When the field of endeavour is essentially aesthetic, most benchmarks simply vanish: the best sculptor, the best painter, are difficult enough concepts before you open the field and seek, for example, the best artist. Impossibly difficult though all this appears, you could court even greater controversy by entering the world of performance art: the best Shakespearean actor, the best Hamlet, the best Lear. These are accolades that critics are glib to give and swift to avoid defending. Little wonder no-one seriously argues for the best wine in the world, not even the best Shiraz or Pinot Noir.
So why do we even bother with international wine competitions – those that pit one country against another? In 1995, I organised the famous (or infamous) SAA Shield wine ‘test match’ between South Africa and Australia. I hoped that the result would do something to shake our wine industry out of its post-apartheid sales boom complacency: the fact that the UK supermarkets wanted our wines after years of boycotts and commercial isolation did not mean that we were producing and selling world-class wine.
I like to believe that – despite producer outrage at the time – it served a useful purpose. A few years later, South Africa won the Cowra Chardonnay Challenge against Australia and New Zealand – producing a comparable level of acrimony in both of the Antipodean industries.
For several years, Judith Kennedy and the Association of Australian Boutique Winemakers have hosted a Tri-Nations Challenge that has seen a reasonable level of participation from Australia, New Zealand and South Africa. This year it is being transformed into a Five Nations Challenge as Argentina and Chile enter the fray. The rules require each country to enter 14 out of a possible 16 classes, with credits (by way of medals and trophies) for the individual wineries and points accumulating towards a national total – for a Five Nations winner.

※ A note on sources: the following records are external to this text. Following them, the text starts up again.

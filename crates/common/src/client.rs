#[async_trait::async_trait]
pub trait ModuleClient: Clone + Send + Sync + 'static {
    const NAME: &'static str;
    type Client;

    fn validate_env() -> bool;
    async fn setup_connection() -> Self;

    fn get_client(&self) -> &Self::Client;
}

#[macro_export]
macro_rules! define_module_client {
    {
        (struct $struct_name:ident, $client_name:expr)
        client_type: $client_type:ty,
        env: [ $( $env_var:literal ),* ],
        setup: $setup_logic:expr
    } => {
        #[derive(Clone)]
        pub struct $struct_name {
            client: std::sync::Arc<$client_type>,
        }

        #[async_trait::async_trait]
        impl ::taskbay_common::ModuleClient for $struct_name {
            const NAME: &'static str = $client_name;
            type Client = std::sync::Arc<$client_type>;

            fn validate_env() -> bool {
                const ENV_VARS: &'static [&'static str] = &[ $( $env_var ),* ];
                let missing_vars: Vec<&'static str> = ENV_VARS.iter()
                    .cloned()
                    .filter(|var| std::env::var(var).is_err())
                    .collect();

                if missing_vars.is_empty() {
                    return true;
                }

                tracing::error!(
                    "[Client: {}] Required environment variables are not set: [{}]",
                    $client_name, missing_vars.join(", ")
                );
                false
            }

            async fn setup_connection() -> Self {
                if !Self::validate_env() {
                    panic!(
                        "[Client: {}] Required environment variables are not set. Cannot setup connection.",
                        $client_name
                    );
                }

                let client_instance = $setup_logic.await;
                Self {
                    client: std::sync::Arc::new(client_instance),
                }
            }

            fn get_client(&self) -> &Self::Client {
                &self.client
            }
        }
    }
}
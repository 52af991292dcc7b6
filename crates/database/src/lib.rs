mod postgres;

pub use postgres::PostgresClient;

use anyhow::anyhow;
use sqlx::PgPool;

/// Executes the given DDL statements in order. Statements are expected to be
/// idempotent (`CREATE TABLE IF NOT EXISTS` and friends) so the service can run
/// this on every startup.
pub async fn init_tables(pool: &PgPool, statements: &[&str]) -> anyhow::Result<()> {
    for statement in statements {
        sqlx::query(statement)
            .execute(pool)
            .await
            .map_err(|e| anyhow!("schema statement failed: {e}. SQL: {statement}"))?;
    }
    tracing::info!("[init_tables] executed {} schema statements", statements.len());
    Ok(())
}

Given that I have been involved in this event from the outset – and in similar competitions as an organiser and a judge since the mid-1990s – I am unlikely to describe them as a waste of time. However, if comparisons are close to impossible, if all such exercises are fraught with the problems of pitting apples against pears, is there any merit at all in hosting them and any value at all to their results?
The famous Judgment of Paris tasting of 1976 (in which California – against all expectations – defeated the might of the French appellations) is usually cited as the major reason why national wine industries should participate in these events. California was catapulted onto the world stage while the image of France (though temporarily tarnished) suffered no permanent damage.
There is no ‘strongest man in the world’ – though Mailer was correct in understanding the appeal of the idea. Wine ‘test matches’ give the Davids a chance to take on the Goliaths. The unexpected victories make news. No-one remembers the details of the defeats.